The Dalai Lama, fearing the explosive consequences of these mass demonstrations, urged the large crowd before the Norbulingkha to disperse and wrote three letters to the principal Chinese General, Tian Guan-san, in an effort to placate the Chinese and stave off impending violence. Explaining the circumstances in which he wrote these letters, the Dalai Lama says in his autobiography:
I replied to all his letters to gain time time for anger to cool on both sides and time for me to urge moderation of the Lhasa people... my most urgent moral duty at that moment was to prevent a totally disastrous clash between my unarmed people and the Chinese army. [Dalai Lama, Ibid, p.187]
But, despite the Dalai Lama's efforts, open fighting broke out in Lhasa soon afterwards, with disastrous consequences to the Tibetans.
Seeing that all efforts to prevent open confrontation and bloodshed had ultimately failed, and that cooperation with the Chinese authorities to minimise their oppression was no longer possible, the Dalai Lama decided to escape to India to appeal for international help to save his people. He left Lhasa on the night of 17 March.
On 28 March 1959, Chinese Premier Zhou Enlai issued an Order of State Council "dissolving" the Government of Tibet. The Dalai Lama and his ministers, while still en route to India, reacted promptly by declaring that the new administration installed in Lhasa, which was totally controlled by the Chinese, would never be recognised by the people of Tibet. Upon his arrival in India, the Dalai Lama re-established the Tibetan Government in exile and publicly declared, "Wherever I am, accompanied by my government, the Tibetan people recognise us as the Government of Tibet."
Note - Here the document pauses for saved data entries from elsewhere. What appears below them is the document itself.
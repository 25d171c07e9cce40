//! Prometheus metrics registry and instruments.
//!
//! This module is framework-agnostic and can be used from any layer.

use std::sync::Once;

use lazy_static::lazy_static;
use prometheus::{HistogramOpts, IntCounterVec, IntGauge, Opts, Registry};

lazy_static! {
    /// Global Prometheus registry
    pub static ref REGISTRY: Registry = Registry::new();

    // Login Metrics
    pub static ref LOGINS_TOTAL: IntCounterVec = IntCounterVec::new(
        Opts::new("instant_birthdays_logins_total", "Instant Login callbacks by outcome"),
        &["outcome"]
    ).expect("metric can be created");
    pub static ref SESSIONS_ACTIVE: IntGauge = IntGauge::new(
        "instant_birthdays_sessions_active",
        "Sessions currently held in memory"
    ).expect("metric can be created");

    // Upstream Metrics
    pub static ref UPSTREAM_REQUESTS_TOTAL: IntCounterVec = IntCounterVec::new(
        Opts::new("instant_birthdays_upstream_requests_total", "Total number of Clever API requests"),
        &["call", "status"]
    ).expect("metric can be created");
    pub static ref UPSTREAM_REQUEST_DURATION_SECONDS: prometheus::HistogramVec = prometheus::HistogramVec::new(
        HistogramOpts::new(
            "instant_birthdays_upstream_request_duration_seconds",
            "Clever API request duration in seconds"
        ).buckets(vec![0.01, 0.05, 0.1, 0.25, 0.5, 1.0, 2.5, 5.0, 10.0]),
        &["call"]
    ).expect("metric can be created");

    // Roster Metrics
    pub static ref ROSTER_SIZE: prometheus::Histogram = prometheus::Histogram::with_opts(
        HistogramOpts::new(
            "instant_birthdays_roster_size",
            "Number of students returned per roster request"
        ).buckets(vec![0.0, 5.0, 10.0, 25.0, 50.0, 100.0, 200.0]),
    ).expect("metric can be created");

    // Error Metrics
    pub static ref ERRORS_TOTAL: IntCounterVec = IntCounterVec::new(
        Opts::new("instant_birthdays_errors_total", "Total number of errors"),
        &["error_type"]
    ).expect("metric can be created");
}

static INIT: Once = Once::new();

/// Initialize metrics registry.
///
/// Safe to call more than once; only the first call registers.
pub fn init_metrics() {
    INIT.call_once(|| {
        REGISTRY
            .register(Box::new(LOGINS_TOTAL.clone()))
            .expect("LOGINS_TOTAL can be registered");
        REGISTRY
            .register(Box::new(SESSIONS_ACTIVE.clone()))
            .expect("SESSIONS_ACTIVE can be registered");
        REGISTRY
            .register(Box::new(UPSTREAM_REQUESTS_TOTAL.clone()))
            .expect("UPSTREAM_REQUESTS_TOTAL can be registered");
        REGISTRY
            .register(Box::new(UPSTREAM_REQUEST_DURATION_SECONDS.clone()))
            .expect("UPSTREAM_REQUEST_DURATION_SECONDS can be registered");
        REGISTRY
            .register(Box::new(ROSTER_SIZE.clone()))
            .expect("ROSTER_SIZE can be registered");
        REGISTRY
            .register(Box::new(ERRORS_TOTAL.clone()))
            .expect("ERRORS_TOTAL can be registered");

        tracing::info!("Metrics registry initialized");
    });
}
Within months, around 80,000 Tibetans reached the borders of India, Nepal, Bhutan and Sikkim after arduous escapes. Many more could not even make it to the border.
China's White Paper tries to portray these events as the work of a handful of Tibetan reactionaries who, with the help of the CIA, created an armed "rebellion" which was "resolutely" opposed by the masses. The Dalai Lama was "carried away under duress" to India, the White Paper states. The resistance, they claim, amounted to no more than 7,000 "rebels," and was put down easily in two days.
This view is hardly credible and has been contradicted even by the Chinese authorities themselves. Chinese army intelligence reports admit that the PLA killed 87,000 members of the Tibetan resistance in Lhasa and surrounding areas between March and October 1959 alone. [Xizang Xingshi he Renwu Jiaoyu de Jiben Jiaocai, PLA Military District's Political Report, 1960] The CIA's half-hearted assistance to the Tibetan resistance started in earnest only after the uprising, and, though welcomed by Tibetans, amounted to little. All the evidence shows that the uprising was massive, popular and widespread. The brutal repression which followed in all regions of Tibet only confirms this.